Required work:
For the records below, tally the lines that include the word "path" and give only the tally.

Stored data
——

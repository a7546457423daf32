use std::sync::Arc;

use async_trait::async_trait;
use serde_json::Value;

use super::{SelectionContext, SelectionModeProvider};
use crate::error::SelectionError;
use crate::sources::ConfigurationSource;

/// Uses the configuration value at the selector path verbatim as the key.
///
/// Strings are used as-is; numbers and booleans by their JSON text (`3`, `true`).
/// Null and empty strings mean no opinion. Arrays and objects are rejected.
pub struct ConfigurationValueProvider {
    config: Arc<dyn ConfigurationSource>,
}

impl ConfigurationValueProvider {
    #[must_use]
    pub fn new(config: Arc<dyn ConfigurationSource>) -> Self {
        Self { config }
    }
}

#[async_trait]
impl SelectionModeProvider for ConfigurationValueProvider {
    async fn select_key(&self, ctx: &SelectionContext<'_>) -> Result<Option<String>, SelectionError> {
        let path = ctx.selector_name();
        let value = self
            .config
            .value(path)
            .await?
            .ok_or_else(|| SelectionError::ValueMissing {
                path: path.to_string(),
            })?;
        let key = match value {
            Value::Null => return Ok(None),
            Value::String(s) if s.is_empty() => return Ok(None),
            Value::String(s) => s,
            Value::Bool(b) => b.to_string(),
            Value::Number(n) => n.to_string(),
            Value::Array(_) | Value::Object(_) => {
                return Err(SelectionError::UnsupportedValue {
                    path: path.to_string(),
                })
            }
        };
        Ok(Some(key))
    }
}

——

Written answer:
5